# Activity:
Your answer should be the full set of records, printed exactly as they stand.

# Stored data:
*****

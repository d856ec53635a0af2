//! Viewport dimensions in logical units plus the device pixel ratio.

/// Upper bound for the device pixel ratio.
pub const MAX_PIXEL_RATIO: f32 = 2.0;

/// Lower bound for the device pixel ratio.
pub const MIN_PIXEL_RATIO: f32 = 0.01;

/// Relative slack absorbed when converting logical sizes back to pixels.
const DEVICE_ROUNDING: f32 = 1e-5;

/// Logical drawing area and its mapping to device pixels.
#[derive(Debug, Clone, Copy, PartialEq)]
pub struct Viewport {
    /// Logical width.
    pub width: f32,
    /// Logical height.
    pub height: f32,
    /// Device pixels per logical unit.
    pub pixel_ratio: f32,
}

impl Viewport {
    /// Create a viewport, clamping the pixel ratio into
    /// [`MIN_PIXEL_RATIO`]..=[`MAX_PIXEL_RATIO`] and negative sizes to zero.
    pub fn new(width: f32, height: f32, pixel_ratio: f32) -> Self {
        let pixel_ratio = if pixel_ratio.is_finite() {
            pixel_ratio.clamp(MIN_PIXEL_RATIO, MAX_PIXEL_RATIO)
        } else {
            1.0
        };
        Self {
            width: width.max(0.0),
            height: height.max(0.0),
            pixel_ratio,
        }
    }

    /// Build a viewport whose device size is exactly `device_width` x `device_height`.
    pub fn from_device(device_width: u32, device_height: u32, pixel_ratio: f32) -> Self {
        let probe = Self::new(0.0, 0.0, pixel_ratio);
        Self::new(
            device_width as f32 / probe.pixel_ratio,
            device_height as f32 / probe.pixel_ratio,
            probe.pixel_ratio,
        )
    }

    /// Size of the backing pixel buffer, `floor(logical * ratio)`.
    ///
    /// A size built by [`Viewport::from_device`] maps back to the exact pixel
    /// grid for any ratio, despite the float division.
    pub fn device_size(&self) -> (usize, usize) {
        (
            to_device(self.width, self.pixel_ratio),
            to_device(self.height, self.pixel_ratio),
        )
    }

    pub fn min_side(&self) -> f32 {
        self.width.min(self.height)
    }

    pub fn max_side(&self) -> f32 {
        self.width.max(self.height)
    }

    pub fn is_empty(&self) -> bool {
        let (w, h) = self.device_size();
        w == 0 || h == 0
    }
}

fn to_device(logical: f32, pixel_ratio: f32) -> usize {
    let pixels = logical * pixel_ratio;
    (pixels + pixels * DEVICE_ROUNDING).floor() as usize
}

#[cfg(test)]
mod tests {
    use super::*;

    #[test]
    fn test_pixel_ratio_clamped() {
        assert_eq!(Viewport::new(10.0, 10.0, 3.0).pixel_ratio, MAX_PIXEL_RATIO);
        assert_eq!(Viewport::new(10.0, 10.0, 0.0).pixel_ratio, MIN_PIXEL_RATIO);
        assert_eq!(Viewport::new(10.0, 10.0, f32::NAN).pixel_ratio, 1.0);
    }

    #[test]
    fn test_from_device_round_trips_device_size() {
        let viewport = Viewport::from_device(120, 80, 0.25);
        assert_eq!(viewport.width, 480.0);
        assert_eq!(viewport.height, 320.0);
        assert_eq!(viewport.device_size(), (120, 80));
    }

    #[test]
    fn test_from_device_exact_for_any_ratio() {
        for ratio in [0.1, 0.3, 0.33, 0.7, 1.1, 1.3, 1.7] {
            for w in 1..400 {
                let viewport = Viewport::from_device(w, 2 * w, ratio);
                assert_eq!(
                    viewport.device_size(),
                    (w as usize, 2 * w as usize),
                    "ratio {ratio}, width {w}"
                );
            }
        }
    }

    #[test]
    fn test_device_size_still_floors() {
        assert_eq!(Viewport::new(10.9, 7.5, 1.0).device_size(), (10, 7));
        assert_eq!(Viewport::new(99.0, 50.0, 0.3).device_size(), (29, 15));
    }

    #[test]
    fn test_empty_viewport() {
        assert!(Viewport::new(0.0, 100.0, 1.0).is_empty());
        assert!(Viewport::new(-5.0, 100.0, 1.0).is_empty());
        assert!(!Viewport::new(4.0, 4.0, 0.5).is_empty());
    }
}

*****

# Solution for this problem:
repository d856ec53635a0af2
//! Viewport dimensions in logical units plus the device pixel ratio.

/// Upper bound for the device pixel ratio.
pub const MAX_PIXEL_RATIO: f32 = 2.0;

/// Lower bound for the device pixel ratio.
pub const MIN_PIXEL_RATIO: f32 = 0.01;

/// Relative slack absorbed when converting logical sizes back to pixels.
const DEVICE_ROUNDING: f32 = 1e-5;

/// Logical drawing area and its mapping to device pixels.
#[derive(Debug, Clone, Copy, PartialEq)]
pub struct Viewport {
    /// Logical width.
    pub width: f32,
    /// Logical height.
    pub height: f32,
    /// Device pixels per logical unit.
    pub pixel_ratio: f32,
}

impl Viewport {
    /// Create a viewport, clamping the pixel ratio into
    /// [`MIN_PIXEL_RATIO`]..=[`MAX_PIXEL_RATIO`] and negative sizes to zero.
    pub fn new(width: f32, height: f32, pixel_ratio: f32) -> Self {
        let pixel_ratio = if pixel_ratio.is_finite() {
            pixel_ratio.clamp(MIN_PIXEL_RATIO, MAX_PIXEL_RATIO)
        } else {
            1.0
        };
        Self {
            width: width.max(0.0),
            height: height.max(0.0),
            pixel_ratio,
        }
    }

    /// Build a viewport whose device size is exactly `device_width` x `device_height`.
    pub fn from_device(device_width: u32, device_height: u32, pixel_ratio: f32) -> Self {
        let probe = Self::new(0.0, 0.0, pixel_ratio);
        Self::new(
            device_width as f32 / probe.pixel_ratio,
            device_height as f32 / probe.pixel_ratio,
            probe.pixel_ratio,
        )
    }

    /// Size of the backing pixel buffer, `floor(logical * ratio)`.
    ///
    /// A size built by [`Viewport::from_device`] maps back to the exact pixel
    /// grid for any ratio, despite the float division.
    pub fn device_size(&self) -> (usize, usize) {
        (
            to_device(self.width, self.pixel_ratio),
            to_device(self.height, self.pixel_ratio),
        )
    }

    pub fn min_side(&self) -> f32 {
        self.width.min(self.height)
    }

    pub fn max_side(&self) -> f32 {
        self.width.max(self.height)
    }

    pub fn is_empty(&self) -> bool {
        let (w, h) = self.device_size();
        w == 0 || h == 0
    }
}

fn to_device(logical: f32, pixel_ratio: f32) -> usize {
    let pixels = logical * pixel_ratio;
    (pixels + pixels * DEVICE_ROUNDING).floor() as usize
}

#[cfg(test)]
mod tests {
    use super::*;

    #[test]
    fn test_pixel_ratio_clamped() {
        assert_eq!(Viewport::new(10.0, 10.0, 3.0).pixel_ratio, MAX_PIXEL_RATIO);
        assert_eq!(Viewport::new(10.0, 10.0, 0.0).pixel_ratio, MIN_PIXEL_RATIO);
        assert_eq!(Viewport::new(10.0, 10.0, f32::NAN).pixel_ratio, 1.0);
    }

    #[test]
    fn test_from_device_round_trips_device_size() {
        let viewport = Viewport::from_device(120, 80, 0.25);
        assert_eq!(viewport.width, 480.0);
        assert_eq!(viewport.height, 320.0);
        assert_eq!(viewport.device_size(), (120, 80));
    }

    #[test]
    fn test_from_device_exact_for_any_ratio() {
        for ratio in [0.1, 0.3, 0.33, 0.7, 1.1, 1.3, 1.7] {
            for w in 1..400 {
                let viewport = Viewport::from_device(w, 2 * w, ratio);
                assert_eq!(
                    viewport.device_size(),
                    (w as usize, 2 * w as usize),
                    "ratio {ratio}, width {w}"
                );
            }
        }
    }

    #[test]
    fn test_device_size_still_floors() {
        assert_eq!(Viewport::new(10.9, 7.5, 1.0).device_size(), (10, 7));
        assert_eq!(Viewport::new(99.0, 50.0, 0.3).device_size(), (29, 15));
    }

    #[test]
    fn test_empty_viewport() {
        assert!(Viewport::new(0.0, 100.0, 1.0).is_empty());
        assert!(Viewport::new(-5.0, 100.0, 1.0).is_empty());
        assert!(!Viewport::new(4.0, 4.0, 0.5).is_empty());
    }
}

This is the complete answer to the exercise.